All times are local UTC+2.

| Pos | Team | Pld | W | L | PF | PA | PD | Pts | Qualification |
| 1 | Greece | 5 | 5 | 0 | 414 | 349 | +65 | 10 | Round of 16 |
| 2 | Croatia | 5 | 3 | 2 | 414 | 398 | +16 | 8 |
| 3 | Argentina | 5 | 3 | 2 | 420 | 371 | +49 | 8 |
| 4 | Senegal | 5 | 2 | 3 | 348 | 399 | −51 | 7 |
| 5 | Puerto Rico | 5 | 1 | 4 | 388 | 446 | −58 | 6 |  |
| 6 | Philippines | 5 | 1 | 4 | 383 | 404 | −21 | 6 |

==30 August==
===Croatia vs. Philippines===
This was the first competitive game between Croatia and the Philippines.

===Puerto Rico vs. Argentina===
This was the second meeting between Puerto Rico and Argentina in the World Cup. Puerto Rico won the first meeting in the 1990 FIBA World Championship. In their last competitive game against each other, Puerto Rico defeated Argentina in the 2013 FIBA Americas Championship.

===Greece vs. Senegal===
This was the second meeting between Greece and Senegal in the World Cup. Greece won the first meeting in the 1998 FIBA World Championship.

==31 August==
===Argentina vs. Croatia===
This was the first meeting between Argentina and the Croatia in the World Cup. The two teams previously met in the Summer Olympics, Argentina won in the 2008 Olympics, while Croatia won in 1996.

===Senegal vs. Puerto Rico===
This was the third meeting between Senegal and Puerto Rico in the World Cup. Puerto Rico won the first two games, including their last match-up in the 2006 FIBA World Championship.

===Philippines vs.

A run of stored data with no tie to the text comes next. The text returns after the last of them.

use thiserror::Error;

#[derive(Error, Debug)]
pub enum DiscoveryError {
    #[error("unsupported runtime endpoint {0:?}: expected http://, https:// or tcp://")]
    UnsupportedEndpoint(String),

    #[error("container runtime request failed: {0}")]
    Transport(#[from] reqwest::Error),

    #[error("container runtime returned {status} for {path}: {body}")]
    Status {
        path: String,
        status: u16,
        body: String,
    },

    #[error("container runtime response could not be decoded: {0}")]
    Decode(#[from] serde_json::Error),

    #[error("no gateway container found with label {label:?}")]
    NoGatewayContainer { label: String },

    #[error("{count} gateway containers found with label {label:?}, expected exactly one")]
    MultipleGatewayContainers { label: String, count: usize },

    #[error("gateway container {container} is not attached to network {network:?}")]
    GatewayNotInNetwork { container: String, network: String },
}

Greece===
This was the first competitive game between the Philippines and Greece.

==1 September==
===Croatia vs. Senegal===
This was the first meeting between Croatia and Senegal.

===Argentina vs. Philippines===
This was the second meeting between Argentina and the Philippines in the World Cup. Argentina won the first meeting in the 1974 FIBA World Championship.

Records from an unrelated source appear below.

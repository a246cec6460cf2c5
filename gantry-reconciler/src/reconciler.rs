//! Converges gateway objects toward the desired specs, one gateway key at a
//! time.
//!
//! For every key the steps run in a fixed order because each object refers
//! to the one before it by name or id:
//!
//! 1. upstream
//! 2. targets
//! 3. service
//! 4. auth plugin
//! 5. route
//!
//! A failing step ends that key for the cycle. Whatever earlier steps wrote
//! stays in place and is re-checked on the next cycle.

use crate::error::{ReconcileError, Step};
use crate::state::{KeyState, auth_plugin_of, read_key_state};
use gantry_core::config::AuthConfig;
use gantry_core::{GatewayKey, Plugin, Route, Service, ServiceSpec, Target, Upstream};
use gantry_gateway::{GatewayAdmin, GatewayError, ObjectKind};
use serde_json::Value;
use std::collections::{BTreeMap, BTreeSet, HashSet};
use std::sync::Arc;
use tracing::{Instrument, debug, info, info_span, warn};

/// Plugin config field holding the identity provider discovery URL.
pub const DISCOVERY_URL_FIELD: &str = "discoveryUri";
/// Plugin config field holding the client identifier.
pub const CLIENT_ID_FIELD: &str = "clientID";

/// A gateway write performed while reconciling a key.
#[derive(Debug, Clone, PartialEq, Eq)]
pub enum Action {
    CreatedUpstream,
    CreatedTarget(String),
    RemovedTarget(String),
    CreatedService,
    /// Service host pointed elsewhere and was re-bound to the upstream.
    UpdatedService { previous_host: String },
    CreatedAuthPlugin,
    UpdatedAuthPlugin,
    CreatedRoute,
}

/// Outcome of one key in one cycle.
#[derive(Debug)]
pub struct KeyReport {
    pub key: GatewayKey,
    pub actions: Vec<Action>,
    pub error: Option<ReconcileError>,
}

impl KeyReport {
    pub fn is_ok(&self) -> bool {
        self.error.is_none()
    }
}

/// Desired state for one key, folded from all of its replicas.
#[derive(Debug, Clone, PartialEq, Eq)]
struct DesiredKey {
    key: GatewayKey,
    gateway_path: String,
    addresses: BTreeSet<String>,
    require_authentication: bool,
}

/// Groups specs by gateway key. Replicas share a key; distinct paths that
/// fold to the same key are refused.
fn group_specs(specs: &[ServiceSpec]) -> Vec<Result<DesiredKey, ReconcileError>> {
    let mut groups: BTreeMap<GatewayKey, Vec<&ServiceSpec>> = BTreeMap::new();
    for spec in specs {
        groups.entry(spec.gateway_key()).or_default().push(spec);
    }

    groups
        .into_iter()
        .map(|(key, replicas)| {
            let paths: BTreeSet<&str> = replicas.iter().map(|s| s.gateway_path.as_str()).collect();
            if paths.len() > 1 {
                return Err(ReconcileError::KeyCollision {
                    key,
                    paths: paths.into_iter().map(String::from).collect(),
                });
            }
            Ok(DesiredKey {
                gateway_path: replicas[0].gateway_path.clone(),
                addresses: replicas.iter().map(|s| s.instance_address.clone()).collect(),
                // Any replica asking for auth wins.
                require_authentication: replicas.iter().any(|s| s.require_authentication),
                key,
            })
        })
        .collect()
}

pub struct Reconciler {
    admin: Arc<dyn GatewayAdmin>,
    auth: AuthConfig,
}

impl Reconciler {
    pub fn new(admin: Arc<dyn GatewayAdmin>, auth: AuthConfig) -> Self {
        Self { admin, auth }
    }

    /// Reconciles every key implicated by `specs`, sequentially.
    ///
    /// `live_hosts` is the identity of every container discovered this
    /// cycle, across all keys. A target is only removed when its host is
    /// not among them.
    pub async fn reconcile(&self, specs: &[ServiceSpec], live_hosts: &HashSet<String>) -> Vec<KeyReport> {
        let mut reports = Vec::new();
        for desired in group_specs(specs) {
            let report = match desired {
                Ok(desired) => {
                    let span = info_span!("reconcile_key", gateway_key = %desired.key);
                    self.reconcile_key(&desired, live_hosts).instrument(span).await
                }
                Err(error) => {
                    warn!(gateway_key = %error.key(), error = %error, "gateway key refused");
                    KeyReport {
                        key: error.key().clone(),
                        actions: Vec::new(),
                        error: Some(error),
                    }
                }
            };
            reports.push(report);
        }
        reports
    }

    async fn reconcile_key(&self, desired: &DesiredKey, live_hosts: &HashSet<String>) -> KeyReport {
        let mut actions = Vec::new();
        let error = self.converge(desired, live_hosts, &mut actions).await.err();
        match &error {
            Some(e) => warn!(step = ?e.step().map(|s| s.as_str()), error = %e, "reconciliation stopped"),
            None if actions.is_empty() => debug!("in sync"),
            None => info!(changes = actions.len(), "converged"),
        }
        KeyReport {
            key: desired.key.clone(),
            actions,
            error,
        }
    }

    async fn converge(
        &self,
        desired: &DesiredKey,
        live_hosts: &HashSet<String>,
        actions: &mut Vec<Action>,
    ) -> Result<(), ReconcileError> {
        let key = &desired.key;
        let fail = |step: Step| {
            move |source: GatewayError| ReconcileError::Step {
                key: key.clone(),
                step,
                source,
            }
        };

        let KeyState {
            upstream,
            targets,
            service,
            route,
            auth_plugin,
        } = read_key_state(self.admin.as_ref(), key, &self.auth.plugin_name)
            .await
            .map_err(fail(Step::Read))?;

        let upstream = self
            .ensure_upstream(key, upstream, actions)
            .await
            .map_err(fail(Step::Upstream))?;

        self.sync_targets(&upstream, &targets, &desired.addresses, live_hosts, actions)
            .await
            .map_err(fail(Step::Targets))?;

        let service = self
            .ensure_service(key, &upstream, service, actions)
            .await
            .map_err(fail(Step::Service))?;
        let service_id = service.id.clone().ok_or_else(|| {
            fail(Step::Service)(GatewayError::MissingId {
                kind: ObjectKind::Service,
                name: service.name.clone(),
            })
        })?;

        if desired.require_authentication {
            self.ensure_auth_plugin(&service_id, auth_plugin, actions)
                .await
                .map_err(fail(Step::AuthPlugin))?;
        } else if auth_plugin.is_some() {
            debug!(plugin = %self.auth.plugin_name, "authentication not required, existing plugin left in place");
        }

        self.ensure_route(key, &desired.gateway_path, &service_id, route, actions)
            .await
            .map_err(fail(Step::Route))?;

        Ok(())
    }

    /// Returns the upstream name.
    async fn ensure_upstream(
        &self,
        key: &GatewayKey,
        current: Option<Upstream>,
        actions: &mut Vec<Action>,
    ) -> Result<String, GatewayError> {
        if let Some(upstream) = current {
            return Ok(upstream.name);
        }
        match self.admin.create_upstream(&Upstream::named(key.as_str())).await {
            Ok(created) => {
                info!(upstream = %created.name, "created upstream");
                actions.push(Action::CreatedUpstream);
            }
            Err(e) if e.is_already_exists() => debug!("upstream already exists"),
            Err(e) => return Err(e),
        }
        Ok(key.as_str().to_string())
    }

    /// Adds missing targets and removes stale ones. Every operation is
    /// attempted; the first failure is returned afterwards.
    async fn sync_targets(
        &self,
        upstream: &str,
        current: &[Target],
        desired: &BTreeSet<String>,
        live_hosts: &HashSet<String>,
        actions: &mut Vec<Action>,
    ) -> Result<(), GatewayError> {
        let mut first_error = None;
        let actual: HashSet<&str> = current.iter().map(|t| t.target.as_str()).collect();

        for target in current.iter().filter(|t| !desired.contains(&t.target)) {
            if live_hosts.contains(target.host()) {
                debug!(address = %target.target, "target host still discovered, keeping target");
                continue;
            }
            match self.admin.delete_target(upstream, target.handle()).await {
                Ok(()) => {
                    info!(address = %target.target, reason = "host no longer discovered", "removed target");
                    actions.push(Action::RemovedTarget(target.target.clone()));
                }
                Err(e) => {
                    warn!(address = %target.target, error = %e, "failed to remove target");
                    first_error.get_or_insert(e);
                }
            }
        }

        for address in desired.iter().filter(|a| !actual.contains(a.as_str())) {
            match self.admin.create_target(upstream, &Target::new(address.as_str())).await {
                Ok(_) => {
                    info!(address = %address, "created target");
                    actions.push(Action::CreatedTarget(address.clone()));
                }
                Err(e) if e.is_already_exists() => debug!(address = %address, "target already exists"),
                Err(e) => {
                    warn!(address = %address, error = %e, "failed to create target");
                    first_error.get_or_insert(e);
                }
            }
        }

        match first_error {
            Some(e) => Err(e),
            None => Ok(()),
        }
    }

    /// Makes sure the service exists and forwards to `upstream`.
    async fn ensure_service(
        &self,
        key: &GatewayKey,
        upstream: &str,
        current: Option<Service>,
        actions: &mut Vec<Action>,
    ) -> Result<Service, GatewayError> {
        let service = match current {
            Some(service) => service,
            None => match self.admin.create_service(&Service::bound_to(key.as_str(), upstream)).await {
                Ok(created) => {
                    info!(service = %created.name, host = %created.host, "created service");
                    actions.push(Action::CreatedService);
                    created
                }
                Err(e) if e.is_already_exists() => {
                    debug!("service already exists, re-reading");
                    self.admin.get_service(key.as_str()).await?
                }
                Err(e) => return Err(e),
            },
        };

        if service.host == upstream {
            return Ok(service);
        }

        let previous_host = service.host.clone();
        let updated = self
            .admin
            .update_service(&Service {
                host: upstream.to_string(),
                ..service
            })
            .await?;
        info!(service = %updated.name, previous_host = %previous_host, host = %updated.host, "re-bound drifted service");
        actions.push(Action::UpdatedService { previous_host });
        Ok(updated)
    }

    fn desired_plugin_fields(&self) -> [(&'static str, &str); 2] {
        [
            (DISCOVERY_URL_FIELD, self.auth.discovery_url.as_str()),
            (CLIENT_ID_FIELD, self.auth.client_id.as_str()),
        ]
    }

    async fn ensure_auth_plugin(
        &self,
        service_id: &str,
        current: Option<Plugin>,
        actions: &mut Vec<Action>,
    ) -> Result<(), GatewayError> {
        let current = match current {
            Some(plugin) => plugin,
            None => {
                let config = self
                    .desired_plugin_fields()
                    .into_iter()
                    .map(|(field, value)| (field.to_string(), Value::from(value)))
                    .collect();
                match self
                    .admin
                    .create_plugin_for_service(service_id, &Plugin::new(&self.auth.plugin_name, config))
                    .await
                {
                    Ok(_) => {
                        info!(plugin = %self.auth.plugin_name, "created auth plugin");
                        actions.push(Action::CreatedAuthPlugin);
                        return Ok(());
                    }
                    Err(e) if e.is_already_exists() => {
                        debug!(plugin = %self.auth.plugin_name, "auth plugin already exists, re-reading");
                        let plugins = self.admin.list_plugins_for_service(service_id).await?;
                        auth_plugin_of(plugins, &self.auth.plugin_name).ok_or_else(|| GatewayError::NotFound {
                            kind: ObjectKind::Plugin,
                            name: self.auth.plugin_name.clone(),
                        })?
                    }
                    Err(e) => return Err(e),
                }
            }
        };

        let stale: Vec<&str> = self
            .desired_plugin_fields()
            .into_iter()
            .filter(|(field, value)| current.config_str(field) != Some(*value))
            .map(|(field, _)| field)
            .collect();
        // A disabled plugin leaves the service unprotected.
        let disabled = current.enabled == Some(false);
        if stale.is_empty() && !disabled {
            return Ok(());
        }

        let mut patched = current;
        for (field, value) in self.desired_plugin_fields() {
            patched.config.insert(field.to_string(), Value::from(value));
        }
        if disabled {
            patched.enabled = Some(true);
        }
        self.admin.update_plugin_for_service(service_id, &patched).await?;
        info!(plugin = %patched.name, fields = ?stale, reenabled = disabled, "updated auth plugin config");
        actions.push(Action::UpdatedAuthPlugin);
        Ok(())
    }

    async fn ensure_route(
        &self,
        key: &GatewayKey,
        gateway_path: &str,
        service_id: &str,
        current: Option<Route>,
        actions: &mut Vec<Action>,
    ) -> Result<(), GatewayError> {
        if let Some(route) = current {
            if route.paths() != [gateway_path] {
                warn!(route = %route.name, paths = ?route.paths(), expected = gateway_path, "route paths differ, not updated");
            }
            return Ok(());
        }
        match self
            .admin
            .create_route(&Route::streaming(key.as_str(), gateway_path, service_id))
            .await
        {
            Ok(created) => {
                info!(route = %created.name, path = gateway_path, "created route");
                actions.push(Action::CreatedRoute);
                Ok(())
            }
            Err(e) if e.is_already_exists() => {
                debug!("route already exists");
                Ok(())
            }
            Err(e) => Err(e),
        }
    }
}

===Puerto Rico vs. Greece===
This was the second meeting between Puerto Rico and Greece in the World Cup. Greece won the two games, including their latest match-up in the 2010 FIBA World Championship.

==3 September==
===Philippines vs. Puerto Rico===
This was the fourth meeting between the Philippines and Puerto Rico in the World Cup. Puerto Rico won the first meeting in the 1959 FIBA World Championship. In their last competitive game, the Puerto Ricans defeated the Filipinos at the 1972 Olympics.

===Senegal vs. Argentina===
This was the first competitive game between Senegal and Argentina.

===Greece vs. Croatia===
This was the third meeting between Greece and Croatia in the World Cup. Croatia won the first two meetings, all in the 1994 FIBA World Championship. Croatia won in the FIBA EuroBasket 2013 in their last competitive game against each other.

==4 September==
===Senegal vs. Philippines===
This was the first meeting between Senegal and the Philippines in the World Cup. The Philippines has previously met Senegal twice in the Olympics, winning both games, including their last match-up at the 1972 Olympics.

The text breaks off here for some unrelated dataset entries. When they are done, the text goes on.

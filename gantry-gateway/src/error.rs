use crate::admin::ObjectKind;
use thiserror::Error;

/// Errors raised by a gateway admin collaborator.
///
/// `NotFound` is not a failure for the reconciler: it is the signal to
/// create the object. Everything else is retryable on the next cycle.
#[derive(Error, Debug)]
pub enum GatewayError {
    #[error("{kind} not found: {name}")]
    NotFound { kind: ObjectKind, name: String },

    #[error("{kind} already exists: {name}")]
    AlreadyExists { kind: ObjectKind, name: String },

    #[error("{kind} {name}: admin API returned {status}: {body}")]
    Status {
        kind: ObjectKind,
        name: String,
        status: u16,
        body: String,
    },

    #[error("{kind} {name} has no id")]
    MissingId { kind: ObjectKind, name: String },

    #[error("invalid admin URL {url:?}: {reason}")]
    InvalidUrl { url: String, reason: String },

    #[error("admin API request failed: {0}")]
    Transport(#[from] reqwest::Error),

    #[error("admin API response could not be decoded: {0}")]
    Decode(#[from] serde_json::Error),
}

impl GatewayError {
    pub fn is_not_found(&self) -> bool {
        matches!(self, GatewayError::NotFound { .. })
    }

    pub fn is_already_exists(&self) -> bool {
        matches!(self, GatewayError::AlreadyExists { .. })
    }
}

===Croatia vs. Puerto Rico===
This was the first meeting between Croatia and Puerto Rico in the World Cup. The two countries previously played at the 2008 Summer Olympic Qualifying Tournament won by Croatia.

===Argentina vs. Greece===
This was the third meeting between Argentina and Greece in the World Cup. Greece won the first two meetings, including their last match-up at the 1990 FIBA World Championship. Argentina won the last competitive game against Greece at the 2008 Olympics.